A conversation with Larry McDonaldHOWIE PERLMAN / THE EAGLE |
The Board of Directors helped Lehman Brothers become an enabler of the subprime mortgage crisis, according to McDonald. They were not sufficiently familiar with the implications and consequences of certain recently created methods of issuing and exchanging loans, especially mortgage loans, he said.
The board decided to concentrate most of the firm’s assets on commercial real estate, despite the urgings of employees within Lehman Brothers as early as 2004, to reduce the firm’s presence in the market for subprime mortgages, McDonald said.
Lawrence B. Lindsey, who chaired the National Economic Council from 2001 to 2002 and was later hired by Lehman Brothers to analyze its activities, warned the Board in late 2006 of growing concerns regarding so-called “NINJA” mortgages. NINJA is an acronym for subprime mortgages being lent to people who had “no income, no job, no assets,” according to McDonald.
Lehman Brothers’ rapid growth in the assets it was managing further hampered its ability to operate properly, McDonald said. The firm had total assets of $42 billion and $36 billion in debt at the end of fiscal year 1998. It had total assets of $691 billion and debt of $669 billion at the end of fiscal year 2007, according to the firm’s balance sheets filed with the U.S. Securities and Exchange Commission.

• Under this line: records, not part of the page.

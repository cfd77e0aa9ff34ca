// HTTP handlers module structure

pub(crate) mod document_handlers;
pub(crate) mod farmer_handlers;
pub(crate) mod health_handlers;
pub(crate) mod project_handlers;
pub(crate) mod task_handlers;
pub(crate) mod workspace_handlers;
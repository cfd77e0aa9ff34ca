use std::{path::Path, time::Duration};

use anyhow::{Context, Result};
use sqlx::{
    Pool, Sqlite,
    sqlite::{SqliteConnectOptions, SqliteJournalMode, SqlitePoolOptions, SqliteSynchronous},
};

pub type SqlitePool = Pool<Sqlite>;

pub async fn create_pool(path: &Path, max_connections: u32) -> Result<SqlitePool> {
    let max_connections = max_connections.max(1);
    let options = SqliteConnectOptions::new()
        .filename(path)
        .create_if_missing(true)
        .journal_mode(SqliteJournalMode::Wal)
        .synchronous(SqliteSynchronous::Normal)
        .foreign_keys(true)
        .busy_timeout(Duration::from_secs(5));

    SqlitePoolOptions::new()
        .max_connections(max_connections)
        .connect_with(options)
        .await
        .with_context(|| format!("failed to connect to database: {}", path.display()))
}

pub async fn run_migrations(pool: &SqlitePool) -> Result<()> {
    sqlx::migrate!("./migrations/sqlite")
        .run(pool)
        .await
        .context("failed to run sqlite migrations")
}
pub mod connection;
pub mod document_repo;
pub mod farmer_repo;
pub mod project_repo;
pub mod task_repo;
pub mod workspace_repo;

McDonald said he feels financial services firms of Lehman Brothers’ size should be considered as too big to properly succeed rather than “too big to fail.”
“They’re too big to be managed,” McDonald said in an exclusive interview with The Eagle before the KPU event. “Bank of America, today, is like a snake that has swallowed 5,000 rats ... I don’t care how smart you are, I don’t care if you put 10 analysts on Bank of America, I’m telling you right now, you cannot judge the risks on that balance sheet.”
Bank of America had $2.2 trillion in assets at the end of fiscal year 2009 with $2.0 trillion in debt, according to a balance sheet filed with the SEC on Feb. 26.
Alessandra Conti, a sophomore in the School of Communication, said she appreciated McDonald’s efforts to educate the public about the state of Lehman Brothers before it filed for bankruptcy.
“In spite of all this corruption, there are people who are willing to take a step back and look at the situation and be able to expose it,” Conti said. “In order to make change, you have to acknowledge what happened in the past.”
McDonald is touring the country to promote greater financial responsibility. His book, “A Colossal Failure of Common Sense: The Inside Story of the Collapse of Lehman Brothers,” provides further analysis and recommendations.
The next KPU event will be held this Wednesday, March 3 in MGC 4-5, and will feature Dunya Mikhail, an Iraqi poet and former literary editor for The Baghdad Observer.